Their big mouths also give them the consummate "grumpy face" 
(very grumpily illustrated by Merit, below)


----------



## MikeG14 (May 31, 2014)

I think they are called half giants, I don't believe that there is any hybridization going on at all.

The ones I've been seeing lately at Petco aren't really that much bigger than a standard VT. I saw some over the winter that were quite larger than average, thick and super aggressive. I almost think that they were fighter culls.


----------



## lilnaugrim (Mar 27, 2013)

I'm sure some of them are, but I doubt all of them are. I had a beautiful Red Marble "King" before, he was the sweetest giant ever. He certainly wasn't a fighter cull lol, same with King Charles, he was another marble I found. 

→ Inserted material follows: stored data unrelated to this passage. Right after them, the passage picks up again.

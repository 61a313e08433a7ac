//! Historical valuation snapshots and trailing-window lookup

use num_bigint::BigUint;
use serde::{Deserialize, Serialize};

use crate::state::Baseline;

/// Anything stamped with the block time it was observed at
pub trait Timestamped {
  fn block_timestamp(&self) -> u64;
}

/// Vault valuation observed at a past settlement
#[derive(Debug, Clone, PartialEq, Eq, Serialize, Deserialize)]
pub struct PeriodSummary {
  pub block_timestamp: u64,

  #[serde(with = "crate::amount")]
  pub price_per_share: BigUint,

  #[serde(with = "crate::amount")]
  pub total_assets: BigUint,

  #[serde(with = "crate::amount")]
  pub total_supply: BigUint,
}

impl PeriodSummary {
  pub fn baseline(&self) -> Baseline {
    Baseline {
      timestamp: self.block_timestamp,
      price_per_share: self.price_per_share.clone(),
    }
  }
}

impl Timestamped for PeriodSummary {
  fn block_timestamp(&self) -> u64 {
    self.block_timestamp
  }
}

impl Timestamped for Baseline {
  fn block_timestamp(&self) -> u64 {
    self.timestamp
  }
}

/// Oldest record still inside the trailing `duration` window ending at the most recent record
///
/// The series may be ascending or descending; the order is read from the first two
/// records and only a strict increase counts as ascending. Returns None for an empty series.
pub fn last_period_summary_in_duration<T: Timestamped>(summaries: &[T], duration: u64) -> Option<&T> {
  let first = summaries.first()?;
  let Some(second) = summaries.get(1) else {
    return Some(first);
  };

  let ascending = second.block_timestamp() > first.block_timestamp();
  if ascending {
    let most_recent = summaries.last()?;
    let until = most_recent.block_timestamp().saturating_sub(duration);
    oldest_since(summaries.iter().rev(), until)
  } else {
    let until = first.block_timestamp().saturating_sub(duration);
    oldest_since(summaries.iter(), until)
  }
}

/// Walk from the most recent record and keep the last one at or after `until`
fn oldest_since<'a, T: Timestamped + 'a>(from_recent: impl Iterator<Item = &'a T>, until: u64) -> Option<&'a T> {
  from_recent.take_while(|summary| summary.block_timestamp() >= until).last()
}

Here's a good post for you: http://www.bettafish.com/showthread.php?t=99066


----------



## MikeG14 (May 31, 2014)

lilnaugrim said:


> I'm sure some of them are, but I doubt all of them are. I had a beautiful Red Marble "King" before, he was the sweetest giant ever. He certainly wasn't a fighter cull lol, same with King Charles, he was another marble I found.

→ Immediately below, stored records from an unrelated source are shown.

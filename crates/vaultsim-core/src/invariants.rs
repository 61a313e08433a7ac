//! Input checks for the vault accounting
//! Every public entry point that prices a snapshot MUST call these before doing math

use crate::constants::{MAX_DECIMALS, MAX_FEE_RATE_BPS};
use crate::error::{require, Result, VaultError};
use crate::state::{FeeRates, VaultSnapshot};

/// Assert that both fee rates are within [0, 10000] bps
pub fn assert_fee_rates_within_bounds(rates: &FeeRates) -> Result<()> {
  require!(
    rates.management_rate <= MAX_FEE_RATE_BPS,
    VaultError::InvalidInput(format!("management rate {} bps exceeds {}", rates.management_rate, MAX_FEE_RATE_BPS))
  );
  require!(
    rates.performance_rate <= MAX_FEE_RATE_BPS,
    VaultError::InvalidInput(format!("performance rate {} bps exceeds {}", rates.performance_rate, MAX_FEE_RATE_BPS))
  );
  Ok(())
}

/// Assert that share decimals are not below asset decimals (decimals offset >= 0)
pub fn assert_decimals_offset_non_negative(decimals: u32, underlying_decimals: u32) -> Result<()> {
  require!(
    decimals >= underlying_decimals,
    VaultError::InvalidInput(format!(
      "share decimals {decimals} below underlying decimals {underlying_decimals}"
    ))
  );
  Ok(())
}

/// Assert that share decimals fit a 256-bit amount (`10^decimals` representable)
pub fn assert_decimals_within_bounds(decimals: u32) -> Result<()> {
  require!(
    decimals <= MAX_DECIMALS,
    VaultError::InvalidInput(format!("share decimals {decimals} exceed {MAX_DECIMALS}"))
  );
  Ok(())
}

/// Assert that a (new, old) timestamp pair is not inverted
pub fn assert_timestamps_ordered(new_timestamp: u64, old_timestamp: u64) -> Result<()> {
  require!(
    old_timestamp <= new_timestamp,
    VaultError::InvalidInput(format!("old timestamp {old_timestamp} is after new timestamp {new_timestamp}"))
  );
  Ok(())
}

/// Run every snapshot check
pub fn validate_snapshot(vault: &VaultSnapshot) -> Result<()> {
  assert_decimals_within_bounds(vault.decimals)?;
  assert_decimals_offset_non_negative(vault.decimals, vault.underlying_decimals)?;
  assert_fee_rates_within_bounds(&vault.fee_rates)?;
  Ok(())
}
//! High-water-mark projection
//! Break-even valuation above which performance fees start to accrue

use num_bigint::BigUint;

use crate::conversion::{convert_to_shares, VaultTotals};
use crate::error::Result;
use crate::fees::simulate_management_fees;
use crate::invariants::validate_snapshot;
use crate::math::{pow10, zero_floor_sub, Rounding};
use crate::state::VaultSnapshot;

/// Total assets at which the price per share reaches the current high-water mark
///
/// # Arguments
/// * `vault` - Snapshot providing supply, decimals, rates and the high-water mark
/// * `total_assets` - Valuation to accrue the management fee on, `vault.total_assets` when None
/// * `now` - Unix seconds the management fee is accrued up to
///
/// # Returns
/// floor((hwm + 1) * (totalSupply + managementFeeShares + 10^offset) / 10^decimals) - 1,
/// the minimal valuation whose price per share strictly exceeds the high-water mark.
pub fn total_assets_at_high_water_mark(
  vault: &VaultSnapshot,
  total_assets: Option<&BigUint>,
  now: u64,
) -> Result<BigUint> {
  validate_snapshot(vault)?;

  let total_assets = total_assets.unwrap_or(&vault.total_assets);
  let decimals_offset = vault.decimals_offset()?;

  let management_fee = simulate_management_fees(vault, total_assets, now)?;
  let assets_after_fee = zero_floor_sub(total_assets, &management_fee);
  let management_fee_shares = convert_to_shares(
    &management_fee,
    VaultTotals::new(&assets_after_fee, &vault.total_supply, decimals_offset),
    Rounding::Up,
  )?;

  let supply_with_virtual = &vault.total_supply + management_fee_shares + pow10(decimals_offset);
  let threshold = (&vault.high_water_mark + 1u32) * supply_with_virtual / vault.one_share();

  Ok(zero_floor_sub(&threshold, &BigUint::from(1u32)))
}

My king is a big softy, he would have made the worst fighter. The one time he flared at me I was lucky enough to snap a picture and use it as my avatar.

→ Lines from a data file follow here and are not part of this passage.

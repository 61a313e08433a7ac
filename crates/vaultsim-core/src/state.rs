//! Vault state records consumed and produced by the simulator
//! These records are read-only inputs; derived state is always returned as a new value

use num_bigint::BigUint;
use serde::{Deserialize, Serialize};

use crate::constants::max_uint_256;
use crate::error::{Result, VaultError};
use crate::math::pow10;

/// Management and performance fee rates, in basis points
#[derive(Debug, Clone, Copy, Default, PartialEq, Eq, Serialize, Deserialize)]
pub struct FeeRates {
  pub management_rate: u64,

  pub performance_rate: u64,
}

/// Protocol version tag of the vault. Accepted and echoed, not used in fee math.
#[derive(Debug, Clone, Default, PartialEq, Eq, Serialize, Deserialize)]
#[serde(from = "String", into = "String")]
pub enum VaultVersion {
  #[default]
  Latest,
  Tagged(String),
}

impl From<String> for VaultVersion {
  fn from(tag: String) -> Self {
    if tag.eq_ignore_ascii_case("latest") {
      VaultVersion::Latest
    } else {
      VaultVersion::Tagged(tag)
    }
  }
}

impl From<VaultVersion> for String {
  fn from(version: VaultVersion) -> Self {
    match version {
      VaultVersion::Latest => "latest".to_string(),
      VaultVersion::Tagged(tag) => tag,
    }
  }
}

/// Settled on-chain state of a vault at the time of the simulation
#[derive(Debug, Clone, PartialEq, Eq, Serialize, Deserialize)]
pub struct VaultSnapshot {
  /// Share decimals
  pub decimals: u32,

  pub underlying_decimals: u32,

  #[serde(with = "crate::amount")]
  pub total_assets: BigUint,

  #[serde(with = "crate::amount")]
  pub total_supply: BigUint,

  /// Price-per-share floor for performance fees, in underlying units per whole share
  #[serde(with = "crate::amount")]
  pub high_water_mark: BigUint,

  /// Unix seconds of the last fee accrual
  pub last_fee_time: u64,

  pub fee_rates: FeeRates,

  /// `MAX_UINT_256` while no valuation has been proposed
  #[serde(with = "crate::amount")]
  pub new_total_assets: BigUint,

  #[serde(default)]
  pub version: VaultVersion,
}

impl VaultSnapshot {
  /// `decimals - underlying_decimals`
  pub fn decimals_offset(&self) -> Result<u32> {
    self.decimals.checked_sub(self.underlying_decimals).ok_or_else(|| {
      VaultError::InvalidInput(format!(
        "share decimals {} below underlying decimals {}",
        self.decimals, self.underlying_decimals
      ))
    })
  }

  /// `10^decimals`, one whole share
  pub fn one_share(&self) -> BigUint {
    pow10(self.decimals)
  }

  /// A valuation is already proposed on-chain and waiting to be settled
  pub fn has_proposed_valuation(&self) -> bool {
    self.new_total_assets != max_uint_256()
  }

  /// Copy of this snapshot as it would read right after a settlement at `now`
  pub fn with_settlement(
    &self,
    total_assets: BigUint,
    total_supply: BigUint,
    high_water_mark: BigUint,
    now: u64,
  ) -> Self {
    Self {
      total_assets,
      total_supply,
      high_water_mark,
      last_fee_time: now,
      new_total_assets: max_uint_256(),
      ..self.clone()
    }
  }
}

/// Assets and shares parked in one of the pending-request areas
#[derive(Debug, Clone, Default, PartialEq, Eq, Serialize, Deserialize)]
pub struct PendingBalances {
  #[serde(with = "crate::amount")]
  pub assets: BigUint,

  #[serde(with = "crate::amount")]
  pub shares: BigUint,
}

/// Historical price point used as an APR baseline
#[derive(Debug, Clone, PartialEq, Eq, Serialize, Deserialize)]
pub struct Baseline {
  pub timestamp: u64,

  #[serde(with = "crate::amount")]
  pub price_per_share: BigUint,
}

/// What the caller proposes to settle
#[derive(Debug, Clone, PartialEq, Eq, Serialize, Deserialize)]
pub struct SimulationInput {
  /// Valuation to simulate settling at
  #[serde(with = "crate::amount")]
  pub total_assets_for_simulation: BigUint,

  /// Custody balance available to honor redemptions
  #[serde(with = "crate::amount")]
  pub assets_in_safe: BigUint,

  #[serde(default)]
  pub pending_silo_balances: PendingBalances,

  #[serde(default)]
  pub pending_settlement: PendingBalances,

  pub settle_deposit: bool,

  #[serde(default)]
  pub thirty_day: Option<Baseline>,

  #[serde(default)]
  pub inception: Option<Baseline>,
}

/// A quantity expressed in both units
#[derive(Debug, Clone, Default, PartialEq, Eq, Serialize, Deserialize)]
pub struct Amounts {
  #[serde(with = "crate::amount")]
  pub in_assets: BigUint,

  #[serde(with = "crate::amount")]
  pub in_shares: BigUint,
}

/// Predicted post-settlement vault state
#[derive(Debug, Clone, PartialEq, Eq, Serialize, Deserialize)]
pub struct SimulationResult {
  pub management_fees: Amounts,

  pub performance_fees: Amounts,

  pub total_fees: Amounts,

  #[serde(with = "crate::amount")]
  pub net_price_per_share: BigUint,

  #[serde(with = "crate::amount")]
  pub gross_price_per_share: BigUint,

  #[serde(with = "crate::amount")]
  pub high_water_mark: BigUint,

  #[serde(with = "crate::amount")]
  pub total_assets: BigUint,

  #[serde(with = "crate::amount")]
  pub total_supply: BigUint,

  pub assets_deposited_if_settle: Amounts,

  pub shares_redeemed_if_settle: Amounts,

  #[serde(with = "crate::amount")]
  pub assets_transferred_from_safe: BigUint,

  #[serde(with = "crate::amount")]
  pub excess_returns: BigUint,

  /// Percent, annualized over the period since the last fee accrual
  pub period_net_apr: i64,

  pub period_gross_apr: i64,

  pub thirty_days_net_apr: Option<i64>,

  pub inception_net_apr: Option<i64>,

  #[serde(with = "crate::amount")]
  pub total_assets_at_high_water_mark: BigUint,

  #[serde(with = "crate::amount")]
  pub assets_to_unwind: BigUint,

  pub version: VaultVersion,
}

#[cfg(test)]
mod tests {
  use super::*;

  #[test]
  fn snapshot_reads_string_hex_and_number_amounts() {
    let json = r#"{
      "decimals": 18,
      "underlying_decimals": 6,
      "total_assets": 1000000,
      "total_supply": "1000000000000000000",
      "high_water_mark": "1000000",
      "last_fee_time": 0,
      "fee_rates": { "management_rate": 5, "performance_rate": 20 },
      "new_total_assets": "0xffffffffffffffffffffffffffffffffffffffffffffffffffffffffffffffff"
    }"#;

    let vault: VaultSnapshot = serde_json::from_str(json).unwrap();

    assert_eq!(vault.decimals_offset().unwrap(), 12);
    assert_eq!(vault.total_assets, BigUint::from(1_000_000u32));
    assert!(!vault.has_proposed_valuation());
    assert_eq!(vault.version, VaultVersion::Latest);

    let written = serde_json::to_value(&vault).unwrap();
    assert_eq!(written["total_supply"], "1000000000000000000");
    assert_eq!(written["version"], "latest");
  }

  #[test]
  fn with_settlement_leaves_the_original_untouched() {
    let vault: VaultSnapshot = serde_json::from_str(
      r#"{
        "decimals": 6, "underlying_decimals": 6,
        "total_assets": "10", "total_supply": "10", "high_water_mark": "1",
        "last_fee_time": 5, "fee_rates": { "management_rate": 0, "performance_rate": 0 },
        "new_total_assets": "12", "version": "v0.4.0"
      }"#,
    )
    .unwrap();

    let settled = vault.with_settlement(BigUint::from(20u32), BigUint::from(18u32), BigUint::from(2u32), 99);

    assert_eq!(vault.last_fee_time, 5);
    assert_eq!(vault.high_water_mark, BigUint::from(1u32));
    assert!(vault.has_proposed_valuation());

    assert_eq!(settled.last_fee_time, 99);
    assert_eq!(settled.high_water_mark, BigUint::from(2u32));
    assert!(!settled.has_proposed_valuation());
    assert_eq!(settled.version, VaultVersion::Tagged("v0.4.0".to_string()));
  }

  #[test]
  fn negative_decimals_offset_is_an_error() {
    let vault: VaultSnapshot = serde_json::from_str(
      r#"{
        "decimals": 6, "underlying_decimals": 8,
        "total_assets": "10", "total_supply": "10", "high_water_mark": "1",
        "last_fee_time": 5, "fee_rates": { "management_rate": 0, "performance_rate": 0 },
        "new_total_assets": "12"
      }"#,
    )
    .unwrap();

    assert!(matches!(vault.decimals_offset(), Err(VaultError::InvalidInput(_))));
  }
}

The supposed fighter culls I saw at Petco had big heads and a mouth like a bear trap. When I picked up the cup to get a better look at him he snapped at the cup so hard it made an audible sound.









Have you ever seen a betta advertised as a "trained fighter"?









A fish store In Jersey I visit from time to time sells some of their plakats this way. I'm not sure how I feel about it.


----------



## Stone (Jan 6, 2013)

I have had several of petcos king bettas. they are a giant betta, but to be considered a "true" giant they have to be bigger than 2.5 inches body only, that being said if they have the giant gene they are a giant in reality. All of mine have been super chill in fact they seemed to love to torment their standard sized neighbors in the tank by chilling right in front of them while their little cousin was spazing out. There are a few large wild types that are bubble nester I have some simorums http://smp.ibcbettas.org/species/simorum.html they are very shy and their tactic of choice is to remain still whenever they see anything outside of their tank, they actually will curl up in a "j" shape and not move to the point you can actually reach in and scoop them out with your hand. I do not know if you could cross them with a splenden and even if you could why? they are more long and sleek vs big and beefy like the giants.To really learn more about them you can ask logistsguy here on the forums he breeds them and has some very beautiful ones. I personally would love to try a giant female sorority even though I would not do a regular sized sorority again lol.betta bellica is another wild big betta that is a bubble nester http://smp.ibcbettas.org/species/bellica.html


----------



## DangerousAngel (Mar 26, 2015)

I've always thought someone just cross bred a bubblenesting Wild Type with a Giant Splenden or something and vola King. Oscar is a big softie who is actually quite skittish, he's finally coming out more because of his newl heavly planted tank. He definitely rocks the 'grump face' and loved showing it off for the camera. He hardly flares ever so I doubt he could be a fighter.


----------



## Stone (Jan 6, 2013)

I had one giant that was pretty aggressive but yeah not as aggressive as some of my normal sized bettas, a few of the crown tails I have had were maniacs that would kill anything and everything in their tanks, shrimps snails hell anything


----------



## CRAZYHERMITCRAB (Mar 10, 2015)

MikeG14 said:


> A fish store In Jersey I visit from time to time sells some of their plakats this way. I'm not sure how I feel about it.


What store???? I'm NJ!


----------



## CRAZYHERMITCRAB (Mar 10, 2015)

Being the full of a fighter sounds more accurate. Mine are both over 2.5" so I guess they are Giants.


----------



## LittleBettaFish (Oct 2, 2010)

I doubt very much that these fish have much/if any wild blood in them. Pure wild Betta splendens are a very rare fish in the trade, and I believe there can be difficulties even when trying to hybridise Betta splendens with other species in this complex (such as Betta imbellis). 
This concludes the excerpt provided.